See the example of a community fight against a polluting metal shredder plant that was allowed by city officials to relocate its operations to a disadvantaged community in Chicago. Two teachers were fired for standing with environmental groups against the relocation decision, but then community outrage and mobilization forced the district to rehire them! This is educator and community solidarity in action.
Connect with workers who labor at the nearby polluting industry and see if they are experiencing hardships at work, the same pollution as the surrounding community, or other negative health or equity issues on the job. Offer support and collaboration based on the shared interests in cleaning up this pollution and good wages and working conditions. They may have much more in common with you than folks realize!
Contact ECAN for support taking any of these steps and for connecting with local environmental and community groups!

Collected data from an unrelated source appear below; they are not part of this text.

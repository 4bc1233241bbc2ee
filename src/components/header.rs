//! Auth-aware navigation header.
//!
//! Chooses between the compact (collapsible panel) and full (inline menu)
//! presentation per render pass, filters entries through the visibility
//! rules, polls for the late-arriving system name and owns the logout flow.

use leptos::*;
use leptos_router::{use_location, use_navigate, A};

use crate::api::{self, ApiError, ApiResponse};
use crate::nav;
use crate::notify;
use crate::poll::{self, CancelToken};
use crate::session::{self, Session};
use crate::status;
use crate::viewport::{self, ViewportClass};

/// What the server's reply means for local state.
#[derive(Clone, Debug, PartialEq, Eq)]
enum LogoutOutcome {
    Completed,
    Rejected(String),
    TransportFailed,
}

fn interpret_logout(result: Result<ApiResponse<()>, ApiError>) -> LogoutOutcome {
    match result {
        Ok(resp) if resp.success => LogoutOutcome::Completed,
        Ok(resp) => LogoutOutcome::Rejected(resp.message),
        Err(_) => LogoutOutcome::TransportFailed,
    }
}

/// Session state is touched only after the server confirmed the logout.
/// Returns whether the caller should redirect to the login route.
fn finish_logout(session: Session, outcome: &LogoutOutcome) -> bool {
    match outcome {
        LogoutOutcome::Completed => {
            session.clear();
            true
        }
        LogoutOutcome::Rejected(_) | LogoutOutcome::TransportFailed => false,
    }
}

#[component]
pub fn Header() -> impl IntoView {
    let session = session::use_session();
    let toaster = notify::use_toaster();
    let location = use_location();
    let navigate = use_navigate();

    // Registry is fixed for the lifetime of the page; the chat flag is
    // evaluated exactly once, at load.
    let entries = store_value(nav::nav_entries(status::chat_enabled()));

    let (sidebar_open, set_sidebar_open) = create_signal(false);
    let (system_name, set_system_name) = create_signal(status::system_name_or_default());
    let (logging_out, set_logging_out) = create_signal(false);

    // The status blob is written by a sibling init flow shortly after load,
    // so the configured name may not be there on first render. Re-check a
    // few times, then settle for the fallback.
    let cancel = CancelToken::default();
    {
        let cancel = cancel.clone();
        spawn_local(async move {
            let found = poll::poll_value(
                poll::SYSTEM_NAME_ATTEMPTS,
                status::system_name,
                || gloo_timers::future::TimeoutFuture::new(poll::SYSTEM_NAME_INTERVAL_MS),
                cancel,
            )
            .await;
            if let Some(name) = found {
                set_system_name.set(name);
            }
        });
    }
    on_cleanup(move || cancel.cancel());

    let logout = {
        let navigate = navigate.clone();
        move || {
            if logging_out.get_untracked() {
                return;
            }
            set_logging_out.set(true);
            // Collapse the panel before any network round trip.
            set_sidebar_open.set(false);

            let navigate = navigate.clone();
            spawn_local(async move {
                let outcome = interpret_logout(api::logout().await);
                match &outcome {
                    LogoutOutcome::Completed => toaster.success("Logged out"),
                    LogoutOutcome::Rejected(message) => toaster.error(message.clone()),
                    LogoutOutcome::TransportFailed => toaster.error("Request failed"),
                }
                if finish_logout(session, &outcome) {
                    navigate("/login", Default::default());
                }
                set_logging_out.set(false);
            });
        }
    };

    view! {
        <header class="app-header">
            {move || {
                let path = location.pathname.get();
                let user = session.user();
                let visible: Vec<nav::NavEntry> = entries
                    .get_value()
                    .into_iter()
                    .filter(|entry| nav::should_show(entry, user.as_ref()))
                    .collect();

                match viewport::current() {
                    ViewportClass::Compact => {
                        let rows = visible
                            .iter()
                            .map(|entry| {
                                let entry = *entry;
                                let row_class = if nav::is_active(&path, &entry) {
                                    "sidebar-item active"
                                } else {
                                    "sidebar-item"
                                };
                                let navigate = navigate.clone();
                                view! {
                                    <button
                                        class=row_class
                                        on:click=move |_| {
                                            // Navigate and collapse as one action.
                                            navigate(entry.route, Default::default());
                                            set_sidebar_open.set(false);
                                        }
                                    >
                                        <i class=format!("icon icon-{}", entry.icon)></i>
                                        {entry.label}
                                    </button>
                                }
                            })
                            .collect_view();

                        let auth_controls = if user.is_some() {
                            let logout = logout.clone();
                            view! {
                                <button
                                    class="btn"
                                    disabled=move || logging_out.get()
                                    on:click=move |_| logout()
                                >
                                    "Log out"
                                </button>
                            }
                            .into_view()
                        } else {
                            let go_login = {
                                let navigate = navigate.clone();
                                move |_| {
                                    set_sidebar_open.set(false);
                                    navigate("/login", Default::default());
                                }
                            };
                            let go_register = {
                                let navigate = navigate.clone();
                                move |_| {
                                    set_sidebar_open.set(false);
                                    navigate("/register", Default::default());
                                }
                            };
                            view! {
                                <button class="btn" on:click=go_login>"Log in"</button>
                                <button class="btn" on:click=go_register>"Register"</button>
                            }
                            .into_view()
                        };

                        view! {
                            <nav class="navbar navbar-compact">
                                <A href="/" class="navbar-brand">
                                    <b>{move || system_name.get()}</b>
                                </A>
                                <button
                                    class="sidebar-toggle"
                                    on:click=move |_| set_sidebar_open.update(|open| *open = !*open)
                                >
                                    {move || if sidebar_open.get() { "✕" } else { "☰" }}
                                </button>
                            </nav>
                            <Show when=move || sidebar_open.get()>
                                <div class="sidebar-panel">
                                    {rows.clone()}
                                    <div class="sidebar-auth">{auth_controls.clone()}</div>
                                </div>
                            </Show>
                        }
                        .into_view()
                    }
                    ViewportClass::Full => {
                        let items = visible
                            .iter()
                            .map(|entry| {
                                let entry = *entry;
                                let item_class = if nav::is_active(&path, &entry) {
                                    "navbar-item active"
                                } else {
                                    "navbar-item"
                                };
                                view! {
                                    <A href=entry.route class=item_class>
                                        <i class=format!("icon icon-{}", entry.icon)></i>
                                        {entry.label}
                                    </A>
                                }
                            })
                            .collect_view();

                        let account = match user {
                            Some(user) => {
                                let logout = logout.clone();
                                view! {
                                    <div class="navbar-dropdown">
                                        <span class="navbar-item dropdown-trigger">
                                            {user.username.clone()} " ▾"
                                        </span>
                                        <div class="dropdown-content">
                                            <button
                                                class="dropdown-item"
                                                disabled=move || logging_out.get()
                                                on:click=move |_| logout()
                                            >
                                                "Log out"
                                            </button>
                                        </div>
                                    </div>
                                }
                                .into_view()
                            }
                            None => view! {
                                <A href="/login" class="navbar-item">"Log in"</A>
                            }
                            .into_view(),
                        };

                        view! {
                            <nav class="navbar">
                                <A href="/" class="navbar-brand">
                                    <b>{move || system_name.get()}</b>
                                </A>
                                <div class="navbar-menu">{items}</div>
                                <div class="navbar-end">{account}</div>
                            </nav>
                        }
                        .into_view()
                    }
                }
            }}
        </header>
    }
}

#[cfg(test)]
mod tests {
    use super::*;
    use crate::session::UserInfo;

    fn envelope(success: bool, message: &str) -> Result<ApiResponse<()>, ApiError> {
        Ok(ApiResponse {
            success,
            message: message.to_string(),
            data: None,
        })
    }

    fn test_user() -> UserInfo {
        UserInfo {
            id: 1,
            username: "alice".to_string(),
            display_name: String::new(),
            role: 1,
            quota: 0,
            group: String::new(),
        }
    }

    #[test]
    fn test_interpret_logout() {
        assert_eq!(interpret_logout(envelope(true, "")), LogoutOutcome::Completed);
        assert_eq!(
            interpret_logout(envelope(false, "session expired")),
            LogoutOutcome::Rejected("session expired".to_string())
        );
        assert_eq!(
            interpret_logout(Err(ApiError { message: "network down".to_string() })),
            LogoutOutcome::TransportFailed
        );
    }

    #[test]
    fn test_failed_logout_leaves_session_untouched() {
        let runtime = create_runtime();
        let session = Session::restore();
        session.log_in(test_user());

        assert!(!finish_logout(session, &LogoutOutcome::Rejected("nope".to_string())));
        assert!(session.is_authenticated());

        assert!(!finish_logout(session, &LogoutOutcome::TransportFailed));
        assert!(session.is_authenticated());

        runtime.dispose();
    }

    #[test]
    fn test_successful_logout_clears_session_and_redirects() {
        let runtime = create_runtime();
        let session = Session::restore();
        session.log_in(test_user());

        assert!(finish_logout(session, &LogoutOutcome::Completed));
        assert!(!session.is_authenticated());
        assert_eq!(session.user(), None);

        runtime.dispose();
    }
}
use crate::models::{PaymentMethod, StudentRecord};

/// Entries on the launch screen, in display order. The first three map to
/// admin roles; the last opens the student identity picker.
pub(crate) const ROLE_OPTIONS: [&str; 4] = [
    "Super Admin",
    "Boys Hostel Admin",
    "Girls Hostel Admin",
    "Student",
];

/// Year filter cycle for the student table. `None` means "all years".
const YEAR_FILTERS: [Option<&str>; 5] = [None, Some("1st"), Some("2nd"), Some("3rd"), Some("4th")];

fn clamp_selection(selected: usize, len: usize) -> usize {
    if len == 0 {
        0
    } else {
        selected.min(len - 1)
    }
}

fn step_selection(selected: usize, offset: isize, len: usize) -> usize {
    if len == 0 {
        return 0;
    }
    let max = len as isize - 1;
    (selected as isize + offset).clamp(0, max) as usize
}

/// Backing state for the role picker shown at launch and after logout.
#[derive(Default)]
pub(crate) struct RolePicker {
    pub(crate) selected: usize,
}

impl RolePicker {
    pub(crate) fn move_selection(&mut self, offset: isize) {
        self.selected = step_selection(self.selected, offset, ROLE_OPTIONS.len());
    }
}

/// Backing state for choosing which student record the portal represents.
pub(crate) struct StudentPicker {
    pub(crate) students: Vec<StudentRecord>,
    pub(crate) selected: usize,
}

impl StudentPicker {
    pub(crate) fn new(students: Vec<StudentRecord>) -> Self {
        Self {
            students,
            selected: 0,
        }
    }

    pub(crate) fn current(&self) -> Option<&StudentRecord> {
        self.students.get(self.selected)
    }

    pub(crate) fn move_selection(&mut self, offset: isize) {
        self.selected = step_selection(self.selected, offset, self.students.len());
    }
}

/// Backing state for the student management table. Rows are cloned out of
/// the record store whenever the underlying collection or the filter
/// changes, so drawing never touches the store.
pub(crate) struct StudentTable {
    pub(crate) rows: Vec<StudentRecord>,
    year_index: usize,
    pub(crate) selected: usize,
}

impl StudentTable {
    pub(crate) fn new(rows: Vec<StudentRecord>) -> Self {
        Self {
            rows,
            year_index: 0,
            selected: 0,
        }
    }

    /// Replace the visible rows after a mutation or filter change, keeping
    /// the selection in bounds.
    pub(crate) fn set_rows(&mut self, rows: Vec<StudentRecord>) {
        self.rows = rows;
        self.selected = clamp_selection(self.selected, self.rows.len());
    }

    pub(crate) fn current(&self) -> Option<&StudentRecord> {
        self.rows.get(self.selected)
    }

    pub(crate) fn move_selection(&mut self, offset: isize) {
        self.selected = step_selection(self.selected, offset, self.rows.len());
    }

    /// Advance the year filter cycle and return the newly active filter.
    pub(crate) fn cycle_year_filter(&mut self) -> Option<String> {
        self.year_index = (self.year_index + 1) % YEAR_FILTERS.len();
        self.year_filter()
    }

    pub(crate) fn year_filter(&self) -> Option<String> {
        YEAR_FILTERS[self.year_index].map(str::to_string)
    }

    /// Label for the filter indicator above the table.
    pub(crate) fn year_label(&self) -> String {
        match YEAR_FILTERS[self.year_index] {
            Some(year) => format!("{year} year"),
            None => "all years".to_string(),
        }
    }
}

/// Selection state for the admin request inbox. Only leave requests carry
/// actions, so the selection ranges over those.
#[derive(Default)]
pub(crate) struct RequestBoard {
    pub(crate) selected: usize,
}

impl RequestBoard {
    pub(crate) fn move_selection(&mut self, offset: isize, leave_count: usize) {
        self.selected = step_selection(self.selected, offset, leave_count);
    }
}

/// Selection state for the staff roster.
#[derive(Default)]
pub(crate) struct StaffTable {
    pub(crate) selected: usize,
}

impl StaffTable {
    pub(crate) fn move_selection(&mut self, offset: isize, len: usize) {
        self.selected = step_selection(self.selected, offset, len);
    }

    pub(crate) fn ensure_in_bounds(&mut self, len: usize) {
        self.selected = clamp_selection(self.selected, len);
    }
}

/// Meal columns of the menu editor grid.
pub(crate) const MEAL_COLUMNS: usize = 3;

/// Cell cursor for the 7x3 menu editor.
#[derive(Default)]
pub(crate) struct MenuGrid {
    pub(crate) day: usize,
    pub(crate) meal: usize,
}

impl MenuGrid {
    pub(crate) fn move_cursor(&mut self, day_offset: isize, meal_offset: isize, days: usize) {
        self.day = step_selection(self.day, day_offset, days);
        self.meal = step_selection(self.meal, meal_offset, MEAL_COLUMNS);
    }
}

/// Backing state for the student payments screen: which payment method the
/// selection cursor is on.
pub(crate) struct PaymentScreen {
    pub(crate) method_index: usize,
}

/// Methods offered, in display order.
pub(crate) const PAYMENT_METHODS: [PaymentMethod; 2] = [PaymentMethod::Card, PaymentMethod::Upi];

impl PaymentScreen {
    pub(crate) fn new() -> Self {
        Self { method_index: 0 }
    }

    pub(crate) fn move_selection(&mut self, offset: isize) {
        self.method_index = step_selection(self.method_index, offset, PAYMENT_METHODS.len());
    }

    pub(crate) fn method(&self) -> PaymentMethod {
        PAYMENT_METHODS[self.method_index]
    }
}
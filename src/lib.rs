//! Core library surface for the Hostel Desk TUI application.
//!
//! The public modules exposed here provide an intentionally small API so the
//! `bin` target as well as potential external tooling can reuse the same
//! pieces: the student record store, the session/role projection, and the
//! interactive application itself.
pub mod models;
pub mod receipt;
pub mod session;
pub mod store;
pub mod ui;

/// The domain types other layers manipulate most often.
pub use models::{Hostel, StudentRecord};

/// The persistence-backed student collection and its filter/patch helpers.
pub use store::{RecordFilter, RecordPatch, RecordStore, RoomChangeOutcome, StoreError};

/// Session roles and their record-visibility projection.
pub use session::{Role, Session};

/// The interactive application entry point and state container.
pub use ui::{run_app, App};
impl StudentForm {
    /// Empty form for the add flow.
    pub(crate) fn new() -> Self {
        Self {
            id: String::new(),
            name: String::new(),
            year: String::new(),
            room: String::new(),
            contact: String::new(),
            hostel: Hostel::Boys,
            parent: String::new(),
            address: String::new(),
            active: StudentField::Id,
            editing: false,
            error: None,
        }
    }

    /// Populate the form from an existing record when editing. Focus starts
    /// past the locked id and name fields.
    pub(crate) fn from_record(record: &StudentRecord) -> Self {
        Self {
            id: record.id.clone(),
            name: record.name.clone(),
            year: record.year.clone(),
            room: record.room.clone(),
            contact: record.contact.clone(),
            hostel: record.hostel,
            parent: record.parent.clone(),
            address: record.address.clone(),
            active: StudentField::Year,
            editing: true,
            error: None,
        }
    }

    /// Whether the field is read-only in the current flow. The edit modal
    /// displays the id and name but never accepts input for them.
    fn is_locked(&self, field: StudentField) -> bool {
        self.editing && matches!(field, StudentField::Id | StudentField::Name)
    }

    /// Move focus to the next field, skipping locked fields.
    pub(crate) fn next_field(&mut self) {
        self.step_field(1);
    }

    /// Move focus to the previous field, skipping locked fields.
    pub(crate) fn prev_field(&mut self) {
        self.step_field(StudentField::ORDER.len() as isize - 1);
    }

    fn step_field(&mut self, step: isize) {
        let order = &StudentField::ORDER;
        let len = order.len() as isize;
        let mut index = order.iter().position(|f| *f == self.active).unwrap_or(0) as isize;
        loop {
            index = (index + step).rem_euclid(len);
            let candidate = order[index as usize];
            if !self.is_locked(candidate) {
                self.active = candidate;
                return;
            }
        }
    }

    /// Append a character to the active text field. The hostel field is a
    /// toggle and ignores typed characters; locked fields reject input.
    pub(crate) fn push_char(&mut self, ch: char) -> bool {
        if ch.is_control() || self.active == StudentField::Hostel {
            return false;
        }
        if self.is_locked(self.active) {
            return false;
        }
        self.field_mut().push(ch);
        true
    }

    pub(crate) fn backspace(&mut self) {
        if self.active == StudentField::Hostel || self.is_locked(self.active) {
            return;
        }
        self.field_mut().pop();
    }

    /// Flip the hostel bucket when the hostel field has focus.
    pub(crate) fn toggle_hostel(&mut self) -> bool {
        if self.active == StudentField::Hostel {
            self.hostel = self.hostel.toggled();
            true
        } else {
            false
        }
    }

    fn field_mut(&mut self) -> &mut String {
        match self.active {
            StudentField::Id => &mut self.id,
            StudentField::Name => &mut self.name,
            StudentField::Year => &mut self.year,
            StudentField::Room => &mut self.room,
            StudentField::Contact => &mut self.contact,
            StudentField::Hostel => unreachable!("hostel field has no text buffer"),
            StudentField::Parent => &mut self.parent,
            StudentField::Address => &mut self.address,
        }
    }

    fn value_of(&self, field: StudentField) -> String {
        match field {
            StudentField::Id => self.id.clone(),
            StudentField::Name => self.name.clone(),
            StudentField::Year => self.year.clone(),
            StudentField::Room => self.room.clone(),
            StudentField::Contact => self.contact.clone(),
            StudentField::Hostel => self.hostel.to_string(),
            StudentField::Parent => self.parent.clone(),
            StudentField::Address => self.address.clone(),
        }
    }

    /// Character count of a field's current value, for cursor placement.
    pub(crate) fn value_len(&self, field: StudentField) -> usize {
        self.value_of(field).chars().count()
    }

    /// Validate and build a full record for the add flow. The store applies
    /// its own normalization on top; the form only enforces that the two
    /// identifying fields are present.
    pub(crate) fn parse_record(&self) -> Result<StudentRecord> {
        if self.id.trim().is_empty() {
            return Err(anyhow!("Student ID is required."));
        }
        if self.name.trim().is_empty() {
            return Err(anyhow!("Student name is required."));
        }
        Ok(StudentRecord {
            id: self.id.clone(),
            name: self.name.clone(),
            year: self.year.clone(),
            room: self.room.clone(),
            contact: self.contact.clone(),
            hostel: self.hostel,
            parent: self.parent.clone(),
            address: self.address.clone(),
        })
    }

    /// Build the partial update for the edit flow. Every editable attribute
    /// is submitted; the id never appears in the patch.
    pub(crate) fn parse_patch(&self) -> RecordPatch {
        RecordPatch {
            hostel: Some(self.hostel),
            room: Some(self.room.trim().to_string()),
            year: Some(self.year.trim().to_string()),
            contact: Some(self.contact.trim().to_string()),
            parent: Some(self.parent.trim().to_string()),
            address: Some(self.address.trim().to_string()),
        }
    }

    /// Render a styled line for the modal form widget.
    pub(crate) fn build_line(&self, field: StudentField) -> Line<'static> {
        let value = self.value_of(field);
        let is_active = self.active == field;

        if field == StudentField::Hostel {
            return Line::from(vec![
                Span::raw("Hostel: "),
                Span::styled(value, field_style(is_active, false)),
                Span::styled(
                    if is_active { "  (Space to toggle)" } else { "" },
                    Style::default().fg(Color::DarkGray),
                ),
            ]);
        }
        if self.is_locked(field) {
            return Line::from(vec![
                Span::raw(format!("{}: ", field.label())),
                Span::raw(value),
                Span::styled("  (locked)", Style::default().fg(Color::DarkGray)),
            ]);
        }

        let placeholder = match field {
            StudentField::Id | StudentField::Name => "<required>",
            _ => "<optional>",
        };
        input_line(field.label(), &value, placeholder, is_active)
    }
}

/// Fields of the room-reassignment form.
#[derive(Debug, Copy, Clone, PartialEq, Eq, Default)]
pub(crate) enum RoomField {
    #[default]
    StudentId,
    NewRoom,
}

/// Form state for moving a student to a different room.
#[derive(Debug, Clone, Default)]
pub(crate) struct RoomForm {
    pub(crate) student_id: String,
    pub(crate) new_room: String,
    pub(crate) active: RoomField,
    pub(crate) error: Option<String>,
}
impl RecordStore {
    pub fn new(snapshot: Box<dyn SnapshotStore>) -> Self {
        Self {
            records: Vec::new(),
            snapshot,
        }
    }

    /// Load the persisted collection, or install the default seed and
    /// persist it immediately. A snapshot that is missing or fails to parse
    /// is treated as absent — the silent fallback is a deliberate policy,
    /// not an oversight, and first-run behavior depends on it.
    pub fn initialize(&mut self) -> Result<(), StoreError> {
        match self.snapshot.load() {
            Some(records) => {
                self.records = records;
                Ok(())
            }
            None => {
                self.records = seed::default_students();
                self.persist()
            }
        }
    }

    /// All records matching the filter, in insertion order.
    pub fn list(&self, filter: &RecordFilter) -> Vec<&StudentRecord> {
        self.records
            .iter()
            .filter(|record| filter.matches(record))
            .collect()
    }

    /// Exact, case-sensitive lookup. Callers normalize user input before
    /// calling; stored ids are already upper-case.
    pub fn find_by_id(&self, id: &str) -> Option<&StudentRecord> {
        self.records.iter().find(|record| record.id == id)
    }

    /// Normalize and append a new record, then persist. Rejects the insert
    /// without side effects when the normalized id is already taken.
    pub fn add(&mut self, record: StudentRecord) -> Result<(), StoreError> {
        let record = record.normalized();
        if self.records.iter().any(|existing| existing.id == record.id) {
            return Err(StoreError::DuplicateId(record.id));
        }
        self.records.push(record);
        self.persist()
    }

    /// Apply a partial update to the record with the given id, then persist.
    /// Attributes absent from the patch keep their current values.
    pub fn edit(&mut self, id: &str, patch: RecordPatch) -> Result<(), StoreError> {
        let record = self
            .records
            .iter_mut()
            .find(|record| record.id == id)
            .ok_or_else(|| StoreError::NotFound(id.to_string()))?;

        if let Some(hostel) = patch.hostel {
            record.hostel = hostel;
        }
        if let Some(room) = patch.room {
            record.room = room;
        }
        if let Some(year) = patch.year {
            record.year = year;
        }
        if let Some(contact) = patch.contact {
            record.contact = contact;
        }
        if let Some(parent) = patch.parent {
            record.parent = parent;
        }
        if let Some(address) = patch.address {
            record.address = address;
        }
        self.persist()
    }

    /// Move a student to another room. The id is normalized before lookup
    /// because this flow takes raw user input rather than a stored id.
    /// Reassigning to the current room is a no-op that skips the snapshot
    /// write entirely.
    pub fn reassign_room(
        &mut self,
        id: &str,
        new_room: &str,
    ) -> Result<RoomChangeOutcome, StoreError> {
        let id = id.trim().to_uppercase();
        let new_room = new_room.trim();
        let record = self
            .records
            .iter_mut()
            .find(|record| record.id == id)
            .ok_or_else(|| StoreError::NotFound(id.clone()))?;

        if record.room == new_room {
            return Ok(RoomChangeOutcome::NoChange);
        }

        let old_room = mem::replace(&mut record.room, new_room.to_string());
        self.persist()?;
        Ok(RoomChangeOutcome::Changed {
            old_room,
            new_room: new_room.to_string(),
        })
    }

    /// Remove the record with the given id, then persist. Removal is
    /// immediate and permanent; any confirmation happens in the UI.
    pub fn delete(&mut self, id: &str) -> Result<(), StoreError> {
        let index = self
            .records
            .iter()
            .position(|record| record.id == id)
            .ok_or_else(|| StoreError::NotFound(id.to_string()))?;
        self.records.remove(index);
        self.persist()
    }

    pub fn count(&self) -> usize {
        self.records.len()
    }

    pub fn count_by_hostel(&self, hostel: Hostel) -> usize {
        self.records
            .iter()
            .filter(|record| record.hostel == hostel)
            .count()
    }

    fn persist(&mut self) -> Result<(), StoreError> {
        self.snapshot
            .save(&self.records)
            .map_err(StoreError::Snapshot)
    }
}
//! Session state and the role-to-filter projection. The active role is a
//! plain value threaded through the UI explicitly; nothing reads it from
//! ambient global state.

use crate::models::Hostel;
use crate::store::RecordFilter;

/// The closed set of administrative roles. Boys/Girls admins see only their
/// own hostel; the super admin sees everything.
#[derive(Debug, Clone, Copy, PartialEq, Eq)]
pub enum Role {
    SuperAdmin,
    BoysAdmin,
    GirlsAdmin,
}

impl Role {
    /// Total over arbitrary input: anything unrecognized maps to the
    /// unrestricted role rather than failing.
    pub fn parse(raw: &str) -> Self {
        match raw.trim() {
            "BoysAdmin" => Role::BoysAdmin,
            "GirlsAdmin" => Role::GirlsAdmin,
            _ => Role::SuperAdmin,
        }
    }

    /// Derive the record filter for this role, optionally narrowed to one
    /// year. This mapping is the only place role strings influence which
    /// students are visible.
    pub fn record_filter(&self, year: Option<String>) -> RecordFilter {
        let hostel = match self {
            Role::SuperAdmin => None,
            Role::BoysAdmin => Some(Hostel::Boys),
            Role::GirlsAdmin => Some(Hostel::Girls),
        };
        RecordFilter { hostel, year }
    }

    /// Header label shown at the top of the admin screens.
    pub fn title(&self) -> &'static str {
        match self {
            Role::SuperAdmin => "Super Admin",
            Role::BoysAdmin => "Boys Hostel Admin",
            Role::GirlsAdmin => "Girls Hostel Admin",
        }
    }
}

/// Who is currently using the portal. Chosen on the role picker at launch;
/// logout drops back to the picker.
#[derive(Debug, Clone, PartialEq, Eq)]
pub enum Session {
    Admin(Role),
    /// A student identified by their (normalized) record id.
    Student { id: String },
}

#[cfg(test)]
mod tests {
    use super::*;

    #[test]
    fn parse_is_total_over_arbitrary_strings() {
        assert_eq!(Role::parse("BoysAdmin"), Role::BoysAdmin);
        assert_eq!(Role::parse("GirlsAdmin"), Role::GirlsAdmin);
        assert_eq!(Role::parse("SuperAdmin"), Role::SuperAdmin);
        assert_eq!(Role::parse(""), Role::SuperAdmin);
        assert_eq!(Role::parse("Warden"), Role::SuperAdmin);
        assert_eq!(Role::parse(" BoysAdmin "), Role::BoysAdmin);
    }

    #[test]
    fn scoped_roles_restrict_to_their_hostel() {
        assert_eq!(
            Role::BoysAdmin.record_filter(None),
            RecordFilter {
                hostel: Some(Hostel::Boys),
                year: None,
            }
        );
        assert_eq!(
            Role::GirlsAdmin.record_filter(None),
            RecordFilter {
                hostel: Some(Hostel::Girls),
                year: None,
            }
        );
        assert_eq!(Role::SuperAdmin.record_filter(None), RecordFilter::default());
    }

    #[test]
    fn year_filter_passes_through_unchanged() {
        let filter = Role::BoysAdmin.record_filter(Some("2nd".to_string()));
        assert_eq!(filter.year.as_deref(), Some("2nd"));
        assert_eq!(filter.hostel, Some(Hostel::Boys));
    }
}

Your Goals, Your Strategies
See some examples union educators made in ECAN meetings:
Goal: Move the resolution in our locals to mobilize members to action on Earth Day 2024 (use this template!)
Strategy: Get key co-worker rank and file leaders on board and a critical mass that can get your local union leadership involved
Goal: Demand districts implement a just climate action plan that secures federal public investment in modern, green, healthy, fully-resourced public schools
Strategy: Create a sense of going on offense with fellow educators - fighting against toxic schools, climate pollution, and disinvestment; and fighting for modern, healthy, green schools, and robust public investment.
Strategy: Grow & strengthen organizing ties with youth and student climate mobilizations by coordinating with them on Earth Day and beyond.
Goal: plug union educators into the new national caucuses: the AFT Climate Caucus and the NEA Ecology Caucuses
Strategy: political education in your union about how building co-worker collective power is necessary to win, and showing the potential of well-organized caucuses to be effective
Strategy: Make sure at least one union educator from your local is plugged into ECAN so that educators can coordinate nationwide, between NEA and AFT, and be a source of support for each other wherever they are at.
Who is the audience I am trying to get onboard?
Your fellow educators, students, youth and community groups who can join you in sustained cooperation and support each others’ organizing
Your union leadership, if your goal is to demonstrate the importance of these issues.
Who is the target of our action(s)?
Your school district administration
Your school board
Your elected officials
Can I get in trouble for acting?
The people of the United States have the Constitutional right to freedom of speech and assembly.
Different individuals have different abilities to take risks. Try to organize a range of activities that allow everyone to participate while making the strongest possible statement.